Git is next. Get that Repo, Lorenzo, another data scientist, tells me, and push your code in there. “Nessun problema”, I say, and head over to the bitbucket website. After I spend five minutes cluelessly clicking around in my browser window, Andreas lets me know that git is actually used from the command line and dictates a few lines that get me back on track in seconds. I begin to realize that coding is just one of many things a data scientist does. There is a ton of things to do and know apart from writing code, and all of it is required to make the wheel spin. Phew! So much to learn!

To be continued

A few days later I am very excited to start my first image recognition project. I’m now quite comfortable with JSON files and python scripting and downloading thousands of images in a few hours. For the first time in my life, I get a feeling for the huge amount of raw numbers that even a tiny picture is made of.

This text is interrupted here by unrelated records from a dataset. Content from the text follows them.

//! In-memory collaborator implementations for tests and examples.
//!
//! [`ScriptedQueue`] replays a fixed sequence of job snapshots, one per
//! poll; [`MemoryQueue`] is a minimal live queue whose jobs tests mutate
//! directly; [`MemoryPublisher`] records published paths.

use std::collections::HashMap;
use std::collections::VecDeque;
use std::path::{Path, PathBuf};
use std::sync::atomic::{AtomicUsize, Ordering};

use async_trait::async_trait;
use parking_lot::Mutex;

use crate::error::BoxError;
use crate::job::{Job, JobId};
use crate::publish::ResultPublisher;
use crate::queue::{JobArgs, JobQueue};

/// Replays scripted snapshots: each `job` lookup pops the next entry, and
/// the final entry repeats once the script is exhausted. `None` entries
/// model a queue that has forgotten the job.
#[derive(Default)]
pub struct ScriptedQueue {
    script: Mutex<VecDeque<Option<Job>>>,
    last: Mutex<Option<Option<Job>>>,
}

impl ScriptedQueue {
    pub fn new(snapshots: impl IntoIterator<Item = Option<Job>>) -> Self {
        Self {
            script: Mutex::new(snapshots.into_iter().collect()),
            last: Mutex::new(None),
        }
    }
}

#[async_trait]
impl JobQueue for ScriptedQueue {
    async fn submit(&self, _args: JobArgs) -> Result<JobId, BoxError> {
        Ok("scripted-job".to_string())
    }

    async fn job(&self, _id: &str) -> Result<Option<Job>, BoxError> {
        if let Some(next) = self.script.lock().pop_front() {
            *self.last.lock() = Some(next.clone());
            return Ok(next);
        }
        match self.last.lock().clone() {
            Some(last) => Ok(last),
            None => Ok(None),
        }
    }

    async fn queue_position(&self, _id: &str) -> Result<Option<usize>, BoxError> {
        Ok(Some(0))
    }
}

/// A minimal in-memory job queue.
///
/// `submit` registers the job as `Pending`; tests drive its lifecycle with
/// [`MemoryQueue::update`].
#[derive(Default)]
pub struct MemoryQueue {
    jobs: Mutex<HashMap<JobId, Job>>,
    pending_order: Mutex<Vec<JobId>>,
    submitted: Mutex<Vec<JobArgs>>,
    counter: AtomicUsize,
}

impl MemoryQueue {
    pub fn new() -> Self {
        Self::default()
    }

    /// Mutate a job snapshot in place.
    pub fn update(&self, id: &str, mutate: impl FnOnce(&mut Job)) {
        if let Some(job) = self.jobs.lock().get_mut(id) {
            mutate(job);
        }
    }

    /// Arguments of every submitted job, in submission order.
    pub fn submissions(&self) -> Vec<JobArgs> {
        self.submitted.lock().clone()
    }

    /// Identifiers of every submitted job, in submission order.
    pub fn job_ids(&self) -> Vec<JobId> {
        self.pending_order.lock().clone()
    }
}

#[async_trait]
impl JobQueue for MemoryQueue {
    async fn submit(&self, args: JobArgs) -> Result<JobId, BoxError> {
        let id = format!("job-{}", self.counter.fetch_add(1, Ordering::SeqCst));
        self.jobs
            .lock()
            .insert(id.clone(), Job::new(id.clone(), crate::JobStatus::Pending));
        self.pending_order.lock().push(id.clone());
        self.submitted.lock().push(args);
        Ok(id)
    }

    async fn job(&self, id: &str) -> Result<Option<Job>, BoxError> {
        Ok(self.jobs.lock().get(id).cloned())
    }

    async fn queue_position(&self, id: &str) -> Result<Option<usize>, BoxError> {
        Ok(self.pending_order.lock().iter().position(|known| known == id))
    }
}

/// Records published result paths and returns predictable references.
#[derive(Default)]
pub struct MemoryPublisher {
    published: Mutex<Vec<PathBuf>>,
}

impl MemoryPublisher {
    pub fn new() -> Self {
        Self::default()
    }

    pub fn published(&self) -> Vec<PathBuf> {
        self.published.lock().clone()
    }
}

#[async_trait]
impl ResultPublisher for MemoryPublisher {
    async fn publish(&self, result: &Path) -> Result<String, BoxError> {
        self.published.lock().push(result.to_path_buf());
        Ok(format!("published://{}", result.display()))
    }
}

The first architecture Andreas tells me about is VGG16. “That’s pretty old school”, another friend of mine says when I tell him what I’m doing. To me, convolutional neural networks don’t sound old school at all. 26” mountain bikes, the red edition of Pokémon and not having a mobile phone, those are things that I would use the term “old school” for. Obviously, things move faster in the world of IT. Still, learning about the basics of edge detection is nice, because telling people that I work in data science while thoughtlessly using imported models feels wrong. I wouldn’t call myself a cook after putting a can of ravioli in the microwave. The VGG16 approach doesn’t work as we had hoped, so we try the patented SIFT algorithm. It’s more than 20 years old, but now everything works like a charm. Amazing!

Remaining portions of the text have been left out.